_Requirement:_ Emit an exact copy of the lines running from the start of the records to the line containing "use row::LockRow;", both included.

___ Data ___

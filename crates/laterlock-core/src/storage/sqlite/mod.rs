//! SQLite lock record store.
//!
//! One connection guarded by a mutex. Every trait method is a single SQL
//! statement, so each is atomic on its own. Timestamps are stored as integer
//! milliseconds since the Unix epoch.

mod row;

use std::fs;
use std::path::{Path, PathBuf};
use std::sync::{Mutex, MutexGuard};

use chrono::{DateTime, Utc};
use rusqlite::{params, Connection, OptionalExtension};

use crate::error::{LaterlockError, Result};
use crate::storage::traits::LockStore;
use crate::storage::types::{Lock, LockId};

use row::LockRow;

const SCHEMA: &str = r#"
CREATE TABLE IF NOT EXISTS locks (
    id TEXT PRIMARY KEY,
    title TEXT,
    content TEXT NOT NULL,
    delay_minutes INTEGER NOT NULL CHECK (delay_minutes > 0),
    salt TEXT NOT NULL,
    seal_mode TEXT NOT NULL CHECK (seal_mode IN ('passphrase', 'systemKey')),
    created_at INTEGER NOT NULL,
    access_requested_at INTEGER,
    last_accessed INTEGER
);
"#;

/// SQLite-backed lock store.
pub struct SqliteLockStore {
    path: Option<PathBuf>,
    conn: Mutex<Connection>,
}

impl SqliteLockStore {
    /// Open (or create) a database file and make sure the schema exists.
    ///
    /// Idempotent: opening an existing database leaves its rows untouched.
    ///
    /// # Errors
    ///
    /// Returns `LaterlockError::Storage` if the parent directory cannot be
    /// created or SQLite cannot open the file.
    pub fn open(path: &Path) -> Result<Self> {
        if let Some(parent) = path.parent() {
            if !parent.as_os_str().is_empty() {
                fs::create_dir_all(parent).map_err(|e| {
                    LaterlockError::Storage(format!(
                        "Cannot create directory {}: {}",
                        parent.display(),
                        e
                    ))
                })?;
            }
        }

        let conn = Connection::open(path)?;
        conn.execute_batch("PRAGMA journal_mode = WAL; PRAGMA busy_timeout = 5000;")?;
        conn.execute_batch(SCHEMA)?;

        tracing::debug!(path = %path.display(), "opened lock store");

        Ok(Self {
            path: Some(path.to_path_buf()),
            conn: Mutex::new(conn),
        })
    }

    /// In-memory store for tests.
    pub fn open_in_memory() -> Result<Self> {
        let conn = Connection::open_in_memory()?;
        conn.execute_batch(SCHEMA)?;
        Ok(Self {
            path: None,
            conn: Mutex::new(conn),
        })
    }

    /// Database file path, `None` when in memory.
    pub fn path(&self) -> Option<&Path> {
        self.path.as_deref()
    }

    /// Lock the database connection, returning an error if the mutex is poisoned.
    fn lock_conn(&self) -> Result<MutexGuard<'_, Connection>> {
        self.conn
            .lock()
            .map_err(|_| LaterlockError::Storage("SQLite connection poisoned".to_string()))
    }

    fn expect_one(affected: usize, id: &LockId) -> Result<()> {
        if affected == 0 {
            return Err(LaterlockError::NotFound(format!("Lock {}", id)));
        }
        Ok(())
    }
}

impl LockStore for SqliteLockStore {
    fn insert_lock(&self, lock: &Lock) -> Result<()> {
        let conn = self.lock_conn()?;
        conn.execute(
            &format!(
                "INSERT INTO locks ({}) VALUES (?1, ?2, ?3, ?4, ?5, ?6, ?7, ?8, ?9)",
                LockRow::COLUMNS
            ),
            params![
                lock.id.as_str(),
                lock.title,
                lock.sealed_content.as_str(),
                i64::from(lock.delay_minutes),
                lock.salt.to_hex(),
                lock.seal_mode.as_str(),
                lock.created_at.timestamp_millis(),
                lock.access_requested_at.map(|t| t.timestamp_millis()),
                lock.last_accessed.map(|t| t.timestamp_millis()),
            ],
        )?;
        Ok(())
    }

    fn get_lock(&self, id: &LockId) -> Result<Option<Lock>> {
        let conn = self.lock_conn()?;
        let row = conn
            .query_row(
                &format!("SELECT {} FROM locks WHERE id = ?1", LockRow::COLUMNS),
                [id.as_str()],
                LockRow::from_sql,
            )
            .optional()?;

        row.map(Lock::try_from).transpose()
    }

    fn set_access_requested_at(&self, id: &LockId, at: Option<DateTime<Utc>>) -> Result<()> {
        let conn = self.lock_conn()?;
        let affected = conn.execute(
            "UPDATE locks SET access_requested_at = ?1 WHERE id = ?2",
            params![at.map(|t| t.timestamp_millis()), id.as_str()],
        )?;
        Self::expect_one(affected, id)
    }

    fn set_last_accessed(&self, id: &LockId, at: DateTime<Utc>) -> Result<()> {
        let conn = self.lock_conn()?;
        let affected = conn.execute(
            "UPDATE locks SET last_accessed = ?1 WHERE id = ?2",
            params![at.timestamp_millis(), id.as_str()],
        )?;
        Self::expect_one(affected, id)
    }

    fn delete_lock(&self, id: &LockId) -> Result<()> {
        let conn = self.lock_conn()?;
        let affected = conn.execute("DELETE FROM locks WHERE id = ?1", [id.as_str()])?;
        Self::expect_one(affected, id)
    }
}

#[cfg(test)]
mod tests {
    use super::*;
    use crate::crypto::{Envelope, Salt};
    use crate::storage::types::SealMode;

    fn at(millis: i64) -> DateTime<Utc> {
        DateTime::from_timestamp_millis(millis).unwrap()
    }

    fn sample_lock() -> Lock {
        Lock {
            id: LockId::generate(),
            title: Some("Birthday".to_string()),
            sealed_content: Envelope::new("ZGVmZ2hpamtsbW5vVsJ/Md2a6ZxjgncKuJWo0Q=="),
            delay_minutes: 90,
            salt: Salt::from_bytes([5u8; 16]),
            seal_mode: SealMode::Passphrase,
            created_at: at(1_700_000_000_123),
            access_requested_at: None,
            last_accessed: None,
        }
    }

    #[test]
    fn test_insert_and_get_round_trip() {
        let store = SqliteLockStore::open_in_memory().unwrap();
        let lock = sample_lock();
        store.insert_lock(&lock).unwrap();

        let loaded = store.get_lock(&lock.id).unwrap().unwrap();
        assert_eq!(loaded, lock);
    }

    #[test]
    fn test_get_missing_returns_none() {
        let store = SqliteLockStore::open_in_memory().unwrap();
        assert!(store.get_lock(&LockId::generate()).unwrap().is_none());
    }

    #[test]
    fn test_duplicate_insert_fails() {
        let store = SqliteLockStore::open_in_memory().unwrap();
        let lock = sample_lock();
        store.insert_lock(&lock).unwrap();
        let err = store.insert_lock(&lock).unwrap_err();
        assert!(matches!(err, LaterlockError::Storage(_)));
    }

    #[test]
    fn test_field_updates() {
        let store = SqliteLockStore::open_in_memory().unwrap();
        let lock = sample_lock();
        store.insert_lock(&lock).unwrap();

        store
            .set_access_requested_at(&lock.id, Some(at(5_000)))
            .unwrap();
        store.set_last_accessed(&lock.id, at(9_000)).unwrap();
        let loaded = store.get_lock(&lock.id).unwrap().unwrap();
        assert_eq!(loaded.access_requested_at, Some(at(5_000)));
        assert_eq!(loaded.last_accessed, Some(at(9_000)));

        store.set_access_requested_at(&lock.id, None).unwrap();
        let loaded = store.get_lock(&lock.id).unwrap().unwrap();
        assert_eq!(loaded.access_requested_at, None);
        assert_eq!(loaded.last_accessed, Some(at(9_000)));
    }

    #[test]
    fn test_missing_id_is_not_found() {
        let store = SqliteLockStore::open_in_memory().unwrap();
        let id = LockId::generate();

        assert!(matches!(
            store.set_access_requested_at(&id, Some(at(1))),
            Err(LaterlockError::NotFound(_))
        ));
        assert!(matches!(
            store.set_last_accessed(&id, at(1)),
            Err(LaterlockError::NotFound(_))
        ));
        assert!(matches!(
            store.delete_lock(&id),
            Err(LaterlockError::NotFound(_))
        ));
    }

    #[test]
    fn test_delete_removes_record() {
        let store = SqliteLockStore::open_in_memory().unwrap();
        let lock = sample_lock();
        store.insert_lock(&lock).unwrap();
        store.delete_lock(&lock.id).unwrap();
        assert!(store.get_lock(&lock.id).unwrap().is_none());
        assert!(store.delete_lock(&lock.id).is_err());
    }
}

___

_Answer to this problem:_
filename crates/laterlock-core/src/storage/sqlite/mod.rs
//! SQLite lock record store.
//!
//! One connection guarded by a mutex. Every trait method is a single SQL
//! statement, so each is atomic on its own. Timestamps are stored as integer
//! milliseconds since the Unix epoch.

mod row;

use std::fs;
use std::path::{Path, PathBuf};
use std::sync::{Mutex, MutexGuard};

use chrono::{DateTime, Utc};
use rusqlite::{params, Connection, OptionalExtension};

use crate::error::{LaterlockError, Result};
use crate::storage::traits::LockStore;
use crate::storage::types::{Lock, LockId};

use row::LockRow;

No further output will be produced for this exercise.